**** INFORMATION GIVEN
//! Two-phase linking of a [`CodeBuffer`].
//!
//! [`link`] checks that every referenced label is bound and computes all
//! displacements, which fixes the final code size. [`LinkedCode::encode`] then
//! materializes the bytes into a destination buffer, normally the writable
//! executable region.

use super::codebuf::{CodeBuffer, RelocKind, Relocation};
use crate::bytecode::ByteOffset;
use thiserror::Error;

#[derive(Debug, Clone, PartialEq, Eq, Error)]
pub enum LinkError {
    #[error("branch target {target} is not an instruction boundary (referenced from code offsets {sites:?})")]
    UnresolvedLabel {
        target: ByteOffset,
        sites: Vec<usize>,
    },
    #[error("label for offset {offset} bound twice (first at code offset {first})")]
    DuplicateLabel { offset: ByteOffset, first: usize },
    #[error("displacement to offset {target} does not fit {kind:?} at code offset {site}")]
    DisplacementOutOfRange {
        target: ByteOffset,
        site: usize,
        kind: RelocKind,
    },
    #[error("destination holds {available} bytes, code needs {needed}")]
    DestinationTooSmall { needed: usize, available: usize },
}

/// A resolved displacement, ready to be written.
#[derive(Debug, Clone, Copy, PartialEq, Eq)]
pub struct Patch {
    pub reloc: Relocation,
    /// Native position the displacement lands on.
    pub dest: usize,
    pub value: i64,
}

/// Output of the first link phase.
#[derive(Debug)]
pub struct LinkedCode<'a> {
    buf: &'a CodeBuffer,
    patches: Vec<Patch>,
}

/// Resolve every relocation in `buf`.
pub fn link(buf: &CodeBuffer) -> Result<LinkedCode<'_>, LinkError> {
    if let Some((target, sites)) = buf.labels().pending().next() {
        return Err(LinkError::UnresolvedLabel {
            target,
            sites: sites.to_vec(),
        });
    }

    let patches = buf
        .relocations()
        .iter()
        .map(|reloc| resolve(buf, *reloc))
        .collect::<Result<Vec<_>, _>>()?;

    Ok(LinkedCode { buf, patches })
}

fn resolve(buf: &CodeBuffer, reloc: Relocation) -> Result<Patch, LinkError> {
    let dest = buf
        .labels()
        .resolve(reloc.target)
        .ok_or_else(|| LinkError::UnresolvedLabel {
            target: reloc.target,
            sites: vec![reloc.site],
        })?;

    let value = match reloc.kind {
        RelocKind::Rel32 => {
            let rel = dest as i64 - (reloc.site + reloc.kind.width()) as i64;
            if i32::try_from(rel).is_err() {
                return Err(LinkError::DisplacementOutOfRange {
                    target: reloc.target,
                    site: reloc.site,
                    kind: reloc.kind,
                });
            }
            rel
        }
    };

    Ok(Patch { reloc, dest, value })
}

impl LinkedCode<'_> {
    /// Final code size in bytes.
    pub fn size(&self) -> usize {
        self.buf.len()
    }

    pub fn patches(&self) -> &[Patch] {
        &self.patches
    }

    /// Write the final code into the start of `dst`.
    pub fn encode(&self, dst: &mut [u8]) -> Result<(), LinkError> {
        let size = self.size();
        if dst.len() < size {
            return Err(LinkError::DestinationTooSmall {
                needed: size,
                available: dst.len(),
            });
        }

        dst[..size].copy_from_slice(self.buf.code());
        for patch in &self.patches {
            let site = patch.reloc.site;
            match patch.reloc.kind {
                RelocKind::Rel32 => {
                    dst[site..site + 4].copy_from_slice(&(patch.value as i32).to_le_bytes());
                }
            }
        }
        Ok(())
    }

    /// Encode into a fresh vector.
    pub fn to_vec(&self) -> Result<Vec<u8>, LinkError> {
        let mut out = vec![0u8; self.size()];
        self.encode(&mut out)?;
        Ok(out)
    }
}
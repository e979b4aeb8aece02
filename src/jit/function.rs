//! The callable produced by a compilation.

use super::compiler::CompileStats;
use super::memory::{Region, Sealed};
use crate::bytecode::ByteOffset;
use std::collections::BTreeMap;

/// Native entry point: takes the address of the input buffer, returns nothing.
pub type EntryFn = unsafe extern "C" fn(input: *const i64);

/// Sealed native code for one program.
///
/// The code is read-only once built, so a `CompiledFunction` can be shared
/// and invoked from several threads at once; each invocation runs on the
/// caller's own stack with its own input buffer. The executable mapping is
/// released when the value is dropped.
pub struct CompiledFunction {
    region: Region<Sealed>,
    /// Bytecode offset -> native offset of each instruction's template.
    offsets: BTreeMap<ByteOffset, usize>,
    stats: CompileStats,
}

impl CompiledFunction {
    pub(crate) fn new(
        region: Region<Sealed>,
        offsets: BTreeMap<ByteOffset, usize>,
        stats: CompileStats,
    ) -> Self {
        Self {
            region,
            offsets,
            stats,
        }
    }

    fn entry(&self) -> EntryFn {
        // SAFETY: the region holds sealed code starting with the prologue
        // emitted for this calling convention.
        unsafe { std::mem::transmute::<*const u8, EntryFn>(self.region.as_ptr()) }
    }

    /// Run the program with a raw input pointer.
    ///
    /// # Safety
    /// `input` must point to at least as many readable words as the program
    /// executes INPUT instructions, and the program must be well formed
    /// (balanced stack, in-range GET/SET, reaches HALT).
    pub unsafe fn call(&self, input: *const i64) {
        let entry = self.entry();
        unsafe { entry(input) }
    }

    /// Run the program over `input`.
    ///
    /// # Safety
    /// The length of `input` is not checked; see [`CompiledFunction::call`].
    pub unsafe fn run(&self, input: &[i64]) {
        unsafe { self.call(input.as_ptr()) }
    }

    pub fn entry_ptr(&self) -> *const u8 {
        self.region.as_ptr()
    }

    /// Native code bytes.
    pub fn code(&self) -> &[u8] {
        self.region.code()
    }

    pub fn code_size(&self) -> usize {
        self.region.len()
    }

    /// Mapped size of the executable region.
    pub fn region_size(&self) -> usize {
        self.region.size()
    }

    pub fn stats(&self) -> &CompileStats {
        &self.stats
    }

    /// Native offset at which the instruction at `offset` begins.
    pub fn native_offset(&self, offset: ByteOffset) -> Option<usize> {
        self.offsets.get(&offset).copied()
    }

    /// All instruction boundaries, in bytecode order.
    pub fn instruction_offsets(&self) -> impl Iterator<Item = (ByteOffset, usize)> + '_ {
        self.offsets.iter().map(|(k, v)| (*k, *v))
    }
}

impl std::fmt::Debug for CompiledFunction {
    fn fmt(&self, f: &mut std::fmt::Formatter<'_>) -> std::fmt::Result {
        f.debug_struct("CompiledFunction")
            .field("entry", &self.entry_ptr())
            .field("code_size", &self.code_size())
            .field("region_size", &self.region_size())
            .field("instructions", &self.offsets.len())
            .finish()
    }
}
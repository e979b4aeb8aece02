//! Template JIT compiler for tjit bytecode on x86-64.
//!
//! Every bytecode instruction maps to one fixed machine-code template,
//! parameterized only by its own operand or branch target. No temporaries are
//! carried between templates: the value stack lives on the native stack
//! (RSP is the value-stack pointer) and the input cursor lives in a
//! callee-saved register.

use super::JitError;
use super::codebuf::CodeBuffer;
use super::function::CompiledFunction;
use super::linker::{LinkError, link};
use super::memory::ExecutableMemoryArena;
use super::x86_64::{Cond, Reg, X86_64Assembler};
use crate::bytecode::{Decoder, Instruction, Op};
use serde::Serialize;
use std::io::Write;
use std::time::Instant;
use tracing::{debug, trace};

/// External routine invoked by PRINT.
pub type PrintFn = extern "C" fn(i64);

/// Default PRINT routine: the value in decimal followed by a newline on stdout.
pub extern "C" fn print_i64(value: i64) {
    let mut out = std::io::stdout().lock();
    let _ = writeln!(out, "{}", value);
}

/// Fixed registers used by the generated code.
pub mod regs {
    use super::Reg;

    /// First integer argument (System V).
    pub const ARG0: Reg = Reg::Rdi;
    pub const FRAME: Reg = Reg::Rbp;
    /// Native stack pointer, doubling as the value-stack pointer.
    pub const VSTACK: Reg = Reg::Rsp;

    // Temporaries, dead at every instruction boundary
    pub const TMP0: Reg = Reg::Rax;
    pub const TMP1: Reg = Reg::Rcx;
    pub const TMP2: Reg = Reg::Rdx;
}

/// Size of one value-stack slot.
pub const SLOT_SIZE: i32 = 8;

/// Size of one input element.
pub const INPUT_WORD_SIZE: i32 = 8;

/// Registers holding VM state for the lifetime of a compiled function.
///
/// Both must be callee-saved: the prologue saves them and HALT restores them.
#[derive(Debug, Clone, Copy, PartialEq, Eq)]
pub struct FrameLayout {
    /// Live input cursor.
    pub input: Reg,
    /// Holds the value-stack pointer across the PRINT call while RSP is
    /// realigned to 16 bytes.
    pub call_sp: Reg,
}

impl FrameLayout {
    pub const SYSV: FrameLayout = FrameLayout {
        input: Reg::Rbx,
        call_sp: Reg::R12,
    };

    /// Callee-saved registers pushed by the prologue, in push order.
    pub fn saved(&self) -> [Reg; 2] {
        [self.input, self.call_sp]
    }
}

impl Default for FrameLayout {
    fn default() -> Self {
        Self::SYSV
    }
}

/// Options controlling code generation.
#[derive(Debug, Clone, Copy)]
pub struct CompileOptions {
    pub print: PrintFn,
    /// Emit `int3` at every instruction boundary.
    pub breakpoints: bool,
}

impl Default for CompileOptions {
    fn default() -> Self {
        Self {
            print: print_i64,
            breakpoints: false,
        }
    }
}

/// Numbers describing one compilation.
#[derive(Debug, Clone, Copy, Default, PartialEq, Eq, Serialize)]
pub struct CompileStats {
    pub instructions: usize,
    pub branches: usize,
    pub code_size: usize,
    pub region_size: usize,
    pub compile_micros: u64,
}

/// JIT compiler for tjit programs on x86-64.
pub struct Compiler {
    buf: CodeBuffer,
    frame: FrameLayout,
    options: CompileOptions,
    arena: ExecutableMemoryArena,
    stats: CompileStats,
}

impl Compiler {
    pub fn new(options: CompileOptions) -> Self {
        Self {
            buf: CodeBuffer::new(),
            frame: FrameLayout::default(),
            options,
            arena: ExecutableMemoryArena::new(),
            stats: CompileStats::default(),
        }
    }

    /// Compile a program into sealed, callable native code.
    pub fn compile(mut self, program: &[u8]) -> Result<CompiledFunction, JitError> {
        if !cfg!(all(target_arch = "x86_64", unix)) {
            return Err(JitError::UnsupportedHost);
        }

        let start = Instant::now();
        self.translate(program)?;

        let linked = link(&self.buf)?;
        let size = linked.size();
        let region = self.arena.acquire(size)?;
        let filled = region.fill_with(size, |dst| linked.encode(dst).map_err(JitError::from))?;
        let sealed = filled.seal()?;

        self.stats.code_size = size;
        self.stats.region_size = sealed.size();
        self.stats.compile_micros = start.elapsed().as_micros() as u64;
        debug!(
            instructions = self.stats.instructions,
            branches = self.stats.branches,
            code_size = self.stats.code_size,
            region_size = self.stats.region_size,
            "compiled program"
        );

        let offsets = self.buf.labels().bound().collect();
        Ok(CompiledFunction::new(sealed, offsets, self.stats))
    }

    /// Decode and translate a program without linking it.
    pub fn assemble(mut self, program: &[u8]) -> Result<CodeBuffer, JitError> {
        self.translate(program)?;
        Ok(self.buf)
    }

    fn translate(&mut self, program: &[u8]) -> Result<(), JitError> {
        let frame = self.frame;
        self.emit_prologue(&frame);

        for insn in Decoder::new(program) {
            let insn = insn?;
            self.buf
                .bind_label(insn.offset)
                .map_err(|first| LinkError::DuplicateLabel {
                    offset: insn.offset,
                    first,
                })?;
            trace!(
                offset = insn.offset,
                native = self.buf.offset(),
                op = insn.op.mnemonic(),
                "translate"
            );

            if self.options.breakpoints {
                X86_64Assembler::new(&mut self.buf).int3();
            }
            self.compile_op(&frame, &insn);
            self.stats.instructions += 1;
        }

        // Trap if execution runs off the end of a program lacking HALT.
        X86_64Assembler::new(&mut self.buf).int3();
        Ok(())
    }

    /// Establish the frame, save VM-state registers, load the input cursor.
    fn emit_prologue(&mut self, frame: &FrameLayout) {
        let mut asm = X86_64Assembler::new(&mut self.buf);

        asm.push(regs::FRAME);
        asm.mov_rr(regs::FRAME, Reg::Rsp);
        for reg in frame.saved() {
            asm.push(reg);
        }

        asm.mov_rr(frame.input, regs::ARG0);
    }

    /// Drop whatever is left on the value stack, restore saved registers and
    /// return.
    fn emit_epilogue(&mut self, frame: &FrameLayout) {
        let mut asm = X86_64Assembler::new(&mut self.buf);
        let saved = frame.saved();

        asm.lea(Reg::Rsp, regs::FRAME, -SLOT_SIZE * saved.len() as i32);
        for reg in saved.iter().rev() {
            asm.pop(*reg);
        }
        asm.pop(regs::FRAME);
        asm.ret();
    }

    fn compile_op(&mut self, frame: &FrameLayout, insn: &Instruction) {
        match insn.op {
            Op::Constant => self.emit_constant(insn.imm()),
            Op::Add => self.emit_add(),
            Op::Print => self.emit_print(frame),
            Op::Input => self.emit_input(frame),
            Op::Discard => self.emit_discard(),
            Op::Get => self.emit_get(insn.imm()),
            Op::Set => self.emit_set(insn.imm()),
            Op::Cmp => self.emit_cmp(),
            Op::Jgt => {
                // Branch targets are relative to the JGT itself.
                let target = insn.offset + insn.imm() as i64;
                self.emit_jgt(target);
                self.stats.branches += 1;
            }
            Op::Halt => self.emit_epilogue(frame),
        }
    }

    /// Push an immediate (sign-extended into its slot).
    fn emit_constant(&mut self, value: i32) {
        X86_64Assembler::new(&mut self.buf).push_imm32(value);
    }

    /// Pop b, pop a, push a + b with 32-bit wraparound.
    fn emit_add(&mut self) {
        let mut asm = X86_64Assembler::new(&mut self.buf);
        asm.pop(regs::TMP1); // b
        asm.pop(regs::TMP0); // a
        asm.add_rr32(regs::TMP0, regs::TMP1);
        asm.movsxd(regs::TMP0, regs::TMP0);
        asm.push(regs::TMP0);
    }

    /// Pop a value and pass it to the external print routine.
    fn emit_print(&mut self, frame: &FrameLayout) {
        let print = self.options.print as usize as i64;
        let mut asm = X86_64Assembler::new(&mut self.buf);

        asm.pop(regs::ARG0);
        // The value stack can leave RSP at any 8-byte boundary; the callee
        // expects 16.
        asm.mov_rr(frame.call_sp, regs::VSTACK);
        asm.and_ri32(regs::VSTACK, -16);
        asm.mov_ri64(regs::TMP0, print);
        asm.call_r(regs::TMP0);
        asm.mov_rr(regs::VSTACK, frame.call_sp);
    }

    /// Push the low 32 bits of the next input word and advance the cursor.
    fn emit_input(&mut self, frame: &FrameLayout) {
        let mut asm = X86_64Assembler::new(&mut self.buf);
        asm.movsxd_rm(regs::TMP0, frame.input, 0);
        asm.push(regs::TMP0);
        asm.add_ri32(frame.input, INPUT_WORD_SIZE);
    }

    fn emit_discard(&mut self) {
        X86_64Assembler::new(&mut self.buf).add_ri32(regs::VSTACK, SLOT_SIZE);
    }

    /// Push a copy of the slot `depth` below the top.
    fn emit_get(&mut self, depth: i32) {
        let mut asm = X86_64Assembler::new(&mut self.buf);
        asm.mov_rm(regs::TMP0, regs::VSTACK, depth.wrapping_mul(SLOT_SIZE));
        asm.push(regs::TMP0);
    }

    /// Pop a value into the slot `depth` below the new top.
    fn emit_set(&mut self, depth: i32) {
        let mut asm = X86_64Assembler::new(&mut self.buf);
        asm.pop(regs::TMP0);
        asm.mov_mr(regs::VSTACK, depth.wrapping_mul(SLOT_SIZE), regs::TMP0);
    }

    /// Pop b, pop a, push the sign of a - b as -1, 0 or 1.
    fn emit_cmp(&mut self) {
        let mut asm = X86_64Assembler::new(&mut self.buf);
        asm.pop(regs::TMP1); // b
        asm.pop(regs::TMP2); // a
        asm.xor_rr(regs::TMP0, regs::TMP0);
        asm.cmp_rr32(regs::TMP2, regs::TMP1);
        asm.setcc(Cond::G, regs::TMP0);
        asm.setcc(Cond::L, regs::TMP1);
        asm.movzx_r64_r8(regs::TMP1, regs::TMP1);
        asm.sub_rr(regs::TMP0, regs::TMP1);
        asm.push(regs::TMP0);
    }

    /// Pop a value and branch to `target` if it is positive.
    fn emit_jgt(&mut self, target: i64) {
        let mut asm = X86_64Assembler::new(&mut self.buf);
        asm.pop(regs::TMP0);
        // Slots hold sign-extended 32-bit values, so a 64-bit test is exact.
        asm.test_rr(regs::TMP0, regs::TMP0);
        asm.jcc_label(Cond::G, target);
    }
}

impl Default for Compiler {
    fn default() -> Self {
        Self::new(CompileOptions::default())
    }
}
********
• WHAT YOU HAVE TO DO
Search the records above for the string "cursor". Copy every line that contains it.

• SOLUTION TO THIS PROBLEM
//! (RSP is the value-stack pointer) and the input cursor lives in a
    /// Live input cursor.
    /// Establish the frame, save VM-state registers, load the input cursor.
    /// Push the low 32 bits of the next input word and advance the cursor.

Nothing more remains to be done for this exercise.